- Your objective
Each line below must be reproduced exactly.

- Listed records
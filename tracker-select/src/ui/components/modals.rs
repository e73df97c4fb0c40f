use crate::state::ModalState;

/// One line per open dialog or menu; `None` when everything is closed
pub fn render_modals(modals: &ModalState) -> Option<String> {
    let open: Vec<&str> = [
        (modals.import_open, "Import window open"),
        (modals.search_info_open, "Search help open"),
        (modals.export_options_visible, "Export options shown"),
    ]
    .into_iter()
    .filter_map(|(visible, label)| visible.then_some(label))
    .collect();

    if open.is_empty() {
        None
    } else {
        Some(open.join("\n"))
    }
}
use crate::endpoints::{
    TransactionId,
    analytics::GetAnalytics,
    feed::GetFeedMessages,
    transactions::{BulkDeleteTransactions, DeleteTransaction},
};

pub struct TransactionRepository;

impl TransactionRepository {
    pub fn new() -> Self {
        Self {}
    }

    pub fn delete(&self, transaction_id: TransactionId) -> DeleteTransaction {
        DeleteTransaction::new(transaction_id)
    }

    pub fn bulk_delete(&self, transaction_ids: Vec<TransactionId>) -> BulkDeleteTransactions {
        BulkDeleteTransactions::new(transaction_ids)
    }

    pub fn delete_all(&self) -> BulkDeleteTransactions {
        BulkDeleteTransactions::all()
    }
}

pub struct AnalyticsRepository;

impl AnalyticsRepository {
    pub fn new() -> Self {
        Self {}
    }

    pub fn summary(&self) -> GetAnalytics {
        GetAnalytics
    }
}

pub struct FeedRepository;

impl FeedRepository {
    pub fn new() -> Self {
        Self {}
    }

    pub fn messages(&self) -> GetFeedMessages {
        GetFeedMessages
    }
}
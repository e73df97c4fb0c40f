pub mod executor;
pub mod handlers;

pub use crate::events::AppCommand;
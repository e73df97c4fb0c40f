use serde::Deserialize;
use std::path::{Path, PathBuf};
use std::time::Duration;

use crate::storage::{FileStore, StorageError};

/// Environment variable naming the settings file
pub const CONFIG_PATH_ENV: &str = "TRACKER_SELECT_CONFIG";
const DEFAULT_CONFIG_PATH: &str = "config.toml";
const ENV_PREFIX: &str = "TRACKER_SELECT";

#[derive(Debug, Deserialize, Clone)]
pub struct Settings {
    #[serde(default = "default_server_url")]
    pub server_url: String,

    /// Anti-forgery token sent with every delete
    #[serde(default)]
    pub csrf_token: String,

    #[serde(default)]
    pub storage_dir: Option<PathBuf>,

    #[serde(default = "default_request_timeout")]
    pub request_timeout_secs: u64,
}

fn default_server_url() -> String {
    "http://localhost:8000".to_string()
}

fn default_request_timeout() -> u64 {
    10
}

impl Settings {
    pub fn new() -> Result<Self, config::ConfigError> {
        let path =
            std::env::var(CONFIG_PATH_ENV).unwrap_or_else(|_| DEFAULT_CONFIG_PATH.to_string());
        Self::load(Path::new(&path))
    }

    /// Read `path` if it exists, then let `TRACKER_SELECT_*` variables override it
    pub fn load(path: &Path) -> Result<Self, config::ConfigError> {
        let mut builder = config::Config::builder();

        if path.exists() {
            builder = builder.add_source(config::File::from(path));
        }

        builder = builder.add_source(
            config::Environment::with_prefix(ENV_PREFIX)
                .prefix_separator("_")
                .separator("__")
                .try_parsing(true),
        );

        builder.build()?.try_deserialize()
    }

    pub fn storage_dir(&self) -> Result<PathBuf, StorageError> {
        match &self.storage_dir {
            Some(dir) => Ok(dir.clone()),
            None => FileStore::default_dir(),
        }
    }

    pub fn request_timeout(&self) -> Duration {
        Duration::from_secs(self.request_timeout_secs)
    }
}
use clap::{Parser, Subcommand};
use tracker_api::endpoints::TransactionId;

#[derive(Parser, Debug)]
#[command(name = "tracker-select")]
#[command(version)]
#[command(about = "Select transactions and run bulk actions against the finance tracker", long_about = None)]
pub struct Cli {
    /// Ids of the rows currently shown in the transactions table
    #[arg(long, value_delimiter = ',', global = true)]
    pub rows: Vec<TransactionId>,

    /// Skip delete confirmation prompts
    #[arg(short, long, global = true)]
    pub yes: bool,

    #[command(subcommand)]
    pub command: Command,
}

#[derive(Subcommand, Debug, Clone, PartialEq, Eq)]
pub enum Command {
    /// Show the current selection
    Status,
    /// Select transactions.
    Select {
        #[arg(required = true)]
        ids: Vec<TransactionId>,
    },
    /// Unselect transactions.
    Unselect {
        #[arg(required = true)]
        ids: Vec<TransactionId>,
    },
    /// Select every row passed with --rows (header checkbox)
    SelectAll,
    /// Unselect every row passed with --rows (header checkbox)
    UnselectAll,
    /// Clear the whole selection
    Clear,
    /// Delete a single transaction.
    Delete { id: TransactionId },
    /// Delete every selected transaction.
    DeleteSelected,
    /// Delete ALL transactions on the server.
    DeleteAll,
    /// Refresh the analytics summary and spending insights
    Refresh,
    /// Re-read the stored selection
    Reload,
}

impl Command {
    /// Whether the command sends a request that changes server state
    pub fn is_mutating(&self) -> bool {
        matches!(
            self,
            Command::Delete { .. } | Command::DeleteSelected | Command::DeleteAll
        )
    }
}
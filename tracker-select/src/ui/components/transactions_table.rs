use itertools::Itertools;

use super::empty_state::render_empty_state;
use crate::state::PageState;

fn checkbox(checked: bool) -> &'static str {
    if checked {
        "[x]"
    } else {
        "[ ]"
    }
}

/// Header checkbox followed by one line per bound row
pub fn render_transactions_table(page: &PageState) -> String {
    let Some(rows) = page.rows.as_ref() else {
        return "(no rows shown, pass --rows to bind table rows)".to_string();
    };

    if page.is_empty_state() {
        return render_empty_state();
    }

    let header = format!("{} select all", checkbox(page.select_all_checked));
    let body = rows
        .iter()
        .map(|row| format!("{} #{}", checkbox(row.checked), row.id))
        .join("\n");
    format!("{}\n{}", header, body)
}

- Result below
filename tracker-select/src/ui/components/modals.rs
repository e73df97c4fb0c40f
use crate::state::ModalState;

/// One line per open dialog or menu; `None` when everything is closed
pub fn render_modals(modals: &ModalState) -> Option<String> {
    let open: Vec<&str> = [
        (modals.import_open, "Import window open"),
        (modals.search_info_open, "Search help open"),
        (modals.export_options_visible, "Export options shown"),
    ]
    .into_iter()
    .filter_map(|(visible, label)| visible.then_some(label))
    .collect();

    if open.is_empty() {
        None
    } else {
        Some(open.join("\n"))
    }
}
use crate::endpoints::{
    TransactionId,
    analytics::GetAnalytics,
    feed::GetFeedMessages,
    transactions::{BulkDeleteTransactions, DeleteTransaction},
};

pub struct TransactionRepository;

impl TransactionRepository {
    pub fn new() -> Self {
        Self {}
    }

    pub fn delete(&self, transaction_id: TransactionId) -> DeleteTransaction {
        DeleteTransaction::new(transaction_id)
    }

    pub fn bulk_delete(&self, transaction_ids: Vec<TransactionId>) -> BulkDeleteTransactions {
        BulkDeleteTransactions::new(transaction_ids)
    }

    pub fn delete_all(&self) -> BulkDeleteTransactions {
        BulkDeleteTransactions::all()
    }
}

pub struct AnalyticsRepository;

impl AnalyticsRepository {
    pub fn new() -> Self {
        Self {}
    }

    pub fn summary(&self) -> GetAnalytics {
        GetAnalytics
    }
}

pub struct FeedRepository;

impl FeedRepository {
    pub fn new() -> Self {
        Self {}
    }

    pub fn messages(&self) -> GetFeedMessages {
        GetFeedMessages
    }
}
repository e73df97c4fb0c40f
pub mod executor;
pub mod handlers;

pub use crate::events::AppCommand;
repository e73df97c4fb0c40f
use serde::Deserialize;
use std::path::{Path, PathBuf};
use std::time::Duration;

use crate::storage::{FileStore, StorageError};

/// Environment variable naming the settings file
pub const CONFIG_PATH_ENV: &str = "TRACKER_SELECT_CONFIG";
const DEFAULT_CONFIG_PATH: &str = "config.toml";
const ENV_PREFIX: &str = "TRACKER_SELECT";

#[derive(Debug, Deserialize, Clone)]
pub struct Settings {
    #[serde(default = "default_server_url")]
    pub server_url: String,

    /// Anti-forgery token sent with every delete
    #[serde(default)]
    pub csrf_token: String,

    #[serde(default)]
    pub storage_dir: Option<PathBuf>,

    #[serde(default = "default_request_timeout")]
    pub request_timeout_secs: u64,
}

fn default_server_url() -> String {
    "http://localhost:8000".to_string()
}

fn default_request_timeout() -> u64 {
    10
}

impl Settings {
    pub fn new() -> Result<Self, config::ConfigError> {
        let path =
            std::env::var(CONFIG_PATH_ENV).unwrap_or_else(|_| DEFAULT_CONFIG_PATH.to_string());
        Self::load(Path::new(&path))
    }

    /// Read `path` if it exists, then let `TRACKER_SELECT_*` variables override it
    pub fn load(path: &Path) -> Result<Self, config::ConfigError> {
        let mut builder = config::Config::builder();

        if path.exists() {
            builder = builder.add_source(config::File::from(path));
        }

        builder = builder.add_source(
            config::Environment::with_prefix(ENV_PREFIX)
                .prefix_separator("_")
                .separator("__")
                .try_parsing(true),
        );

        builder.build()?.try_deserialize()
    }

    pub fn storage_dir(&self) -> Result<PathBuf, StorageError> {
        match &self.storage_dir {
            Some(dir) => Ok(dir.clone()),
            None => FileStore::default_dir(),
        }
    }

    pub fn request_timeout(&self) -> Duration {
        Duration::from_secs(self.request_timeout_secs)
    }
}
use clap::{Parser, Subcommand};
use tracker_api::endpoints::TransactionId;

#[derive(Parser, Debug)]
#[command(name = "tracker-select")]
#[command(version)]
#[command(about = "Select transactions and run bulk actions against the finance tracker", long_about = None)]
pub struct Cli {
    /// Ids of the rows currently shown in the transactions table
    #[arg(long, value_delimiter = ',', global = true)]
    pub rows: Vec<TransactionId>,

    /// Skip delete confirmation prompts
    #[arg(short, long, global = true)]
    pub yes: bool,

    #[command(subcommand)]
    pub command: Command,
}

#[derive(Subcommand, Debug, Clone, PartialEq, Eq)]
pub enum Command {
    /// Show the current selection
    Status,
    /// Select transactions.
    Select {
        #[arg(required = true)]
        ids: Vec<TransactionId>,
    },
    /// Unselect transactions.
    Unselect {
        #[arg(required = true)]
        ids: Vec<TransactionId>,
    },
    /// Select every row passed with --rows (header checkbox)
    SelectAll,
    /// Unselect every row passed with --rows (header checkbox)
    UnselectAll,
    /// Clear the whole selection
    Clear,
    /// Delete a single transaction.
    Delete { id: TransactionId },
    /// Delete every selected transaction.
    DeleteSelected,
    /// Delete ALL transactions on the server.
    DeleteAll,
    /// Refresh the analytics summary and spending insights
    Refresh,
    /// Re-read the stored selection
    Reload,
}

impl Command {
    /// Whether the command sends a request that changes server state
    pub fn is_mutating(&self) -> bool {
        matches!(
            self,
            Command::Delete { .. } | Command::DeleteSelected | Command::DeleteAll
        )
    }
}
filename tracker-select/src/ui/components/transactions_table.rs
use itertools::Itertools;

use super::empty_state::render_empty_state;
use crate::state::PageState;

fn checkbox(checked: bool) -> &'static str {
    if checked {
        "[x]"
    } else {
        "[ ]"
    }
}

/// Header checkbox followed by one line per bound row
pub fn render_transactions_table(page: &PageState) -> String {
    let Some(rows) = page.rows.as_ref() else {
        return "(no rows shown, pass --rows to bind table rows)".to_string();
    };

    if page.is_empty_state() {
        return render_empty_state();
    }

    let header = format!("{} select all", checkbox(page.select_all_checked));
    let body = rows
        .iter()
        .map(|row| format!("{} #{}", checkbox(row.checked), row.id))
        .join("\n");
    format!("{}\n{}", header, body)
}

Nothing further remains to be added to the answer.